An over-represented sequence is one that occurs frequently in a set of sequencing reads. The criterion for considering a sequence as over-represented is if it appears in more than 0.1% of all the reads. The fastqc tool provides a warning when a sequence exceeds this threshold and an error when it exceeds 1% of the total reads.

It is important to note that the analysis is performed on the first 200,000 reads for ease of calculation. Therefore, over-represented sequences that occur after this point may not be included in the analysis. To increase the sensitivity of the analysis, the -c contaminant file can be added to the command line to look for matching hits of the over-represented sequence in the contaminant file, with at least 20bp and at most one mismatch.

Adapter sequences

The adapters are short DNA sequences that are attached to the ends of the DNA fragments before sequencing to allow for proper binding and identification during the sequencing process.

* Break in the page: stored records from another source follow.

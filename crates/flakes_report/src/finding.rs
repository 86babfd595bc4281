//! The rendering capability the reporter needs from lint findings.

use std::fmt;

/// A finding that can render itself as a single line of text.
///
/// Every [`Display`](fmt::Display) type gets this for free, so analyzer
/// message types only need a `Display` impl. The reporter never looks past it.
pub trait RenderText {
    /// Returns the user-facing text of this finding, without a trailing newline.
    fn render_text(&self) -> String;
}

impl<T: fmt::Display + ?Sized> RenderText for T {
    fn render_text(&self) -> String {
        self.to_string()
    }
}
//! Transcode types
//!
//! Directives, progress reporting and results for the processing step.

use bytes::Bytes;
use serde::{Deserialize, Serialize};
use std::time::Duration;

/// Workspace name of the staged raw recording
pub const INPUT_NAME: &str = "input.webm";
/// Workspace name of the converted video
pub const VIDEO_NAME: &str = "output.mp4";
/// Workspace name of the extracted thumbnail
pub const THUMBNAIL_NAME: &str = "thumbnail.jpg";

/// One external transform step, expressed over workspace names
#[derive(Debug, Clone, PartialEq, Eq)]
pub enum TranscodeDirective {
    /// Re-encode `input` into `output` with the given video codec
    Convert {
        input: String,
        output: String,
        video_codec: String,
    },
    /// Write the single frame at `offset` of `input` as an image
    ExtractFrame {
        input: String,
        output: String,
        offset: Duration,
    },
}

impl TranscodeDirective {
    pub fn convert(video_codec: &str) -> Self {
        TranscodeDirective::Convert {
            input: INPUT_NAME.to_string(),
            output: VIDEO_NAME.to_string(),
            video_codec: video_codec.to_string(),
        }
    }

    pub fn thumbnail(offset: Duration) -> Self {
        TranscodeDirective::ExtractFrame {
            input: VIDEO_NAME.to_string(),
            output: THUMBNAIL_NAME.to_string(),
            offset,
        }
    }

    pub fn input(&self) -> &str {
        match self {
            TranscodeDirective::Convert { input, .. } => input,
            TranscodeDirective::ExtractFrame { input, .. } => input,
        }
    }

    pub fn output(&self) -> &str {
        match self {
            TranscodeDirective::Convert { output, .. } => output,
            TranscodeDirective::ExtractFrame { output, .. } => output,
        }
    }

    /// FFmpeg arguments for this directive, relative to the workspace
    pub fn args(&self) -> Vec<String> {
        match self {
            TranscodeDirective::Convert {
                input,
                output,
                video_codec,
            } => vec![
                "-i".to_string(),
                input.clone(),
                "-c:v".to_string(),
                video_codec.clone(),
                output.clone(),
            ],
            TranscodeDirective::ExtractFrame {
                input,
                output,
                offset,
            } => vec![
                "-i".to_string(),
                input.clone(),
                "-ss".to_string(),
                format_timestamp(*offset),
                "-vframes".to_string(),
                "1".to_string(),
                output.clone(),
            ],
        }
    }
}

/// Format a duration as `HH:MM:SS.mmm`
pub fn format_timestamp(offset: Duration) -> String {
    let total_ms = offset.as_millis();
    let hours = total_ms / 3_600_000;
    let minutes = (total_ms / 60_000) % 60;
    let seconds = (total_ms / 1000) % 60;
    let millis = total_ms % 1000;
    format!("{:02}:{:02}:{:02}.{:03}", hours, minutes, seconds, millis)
}

/// Processing sub-steps, in order
#[derive(Debug, Clone, Copy, PartialEq, Eq, Serialize, Deserialize)]
#[serde(rename_all = "camelCase")]
pub enum TranscodeStep {
    WritingInput,
    Converting,
    ExtractingThumbnail,
    ReadingResults,
}

/// Update emitted while a clip is processed
#[derive(Debug, Clone, Copy, PartialEq)]
pub enum PipelineUpdate {
    /// A new sub-step started
    Step(TranscodeStep),
    /// Fractional completion of the running step, in [0, 1]
    Progress(f32),
}

/// Scale a fractional progress value to a 0-100 display percentage
pub fn progress_percent(fraction: f32) -> u8 {
    if !fraction.is_finite() {
        return 0;
    }
    (fraction.clamp(0.0, 1.0) * 100.0).round() as u8
}

/// Both outputs of a successful processing run
#[derive(Debug, Clone, PartialEq, Eq)]
pub struct ProcessedClip {
    pub video: Bytes,
    pub thumbnail: Bytes,
}

/// Settings for the processing pipeline
#[derive(Debug, Clone)]
pub struct PipelineSettings {
    pub video_codec: String,
    pub thumbnail_offset: Duration,
}

impl Default for PipelineSettings {
    fn default() -> Self {
        Self {
            video_codec: "libx264".to_string(),
            thumbnail_offset: Duration::from_secs(1),
        }
    }
}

The graph you mentioned displays the cumulative percentage count of the proportion of each adapter sequence that has been observed at each location. This means that for each adapter sequence used in the sequencing process, the graph tracks how frequently it appears at each position in the DNA fragment as the sequencing progresses.

Once an adapter sequence is observed in a read, it is considered to exist until the end of the read. Therefore, the percentage seen only increases as the length of the read increases since more positions are being observed as the sequencing progresses.

Kmer content

The k-mer module is used to identify over-represented k-mers in reads, which are short DNA sequences of k base pairs. The module measures the number of each k-mer at each position in the library and uses a binomial test to find significant deviations that are uniformly covered at all positions.

If a k-mer is found to be over-represented with a p-value less than 0.01, FastQC issues a warning. If the p-value is less than 10^-5, it raises an error. The default k-mer length is 5, but it can be adjusted using the -k or --kmers option to a value between 2 and 10.

FastQC lists all over-represented k-mers and the top six k-mers per base distribution that show positional bias. However, the top six biased k-mers are excluded to show their distribution.

Reference

  1. http://www.bioinformatics.babraham.ac.uk/projects/fastqc/
* For Research Use Only. Not for use in diagnostic procedures.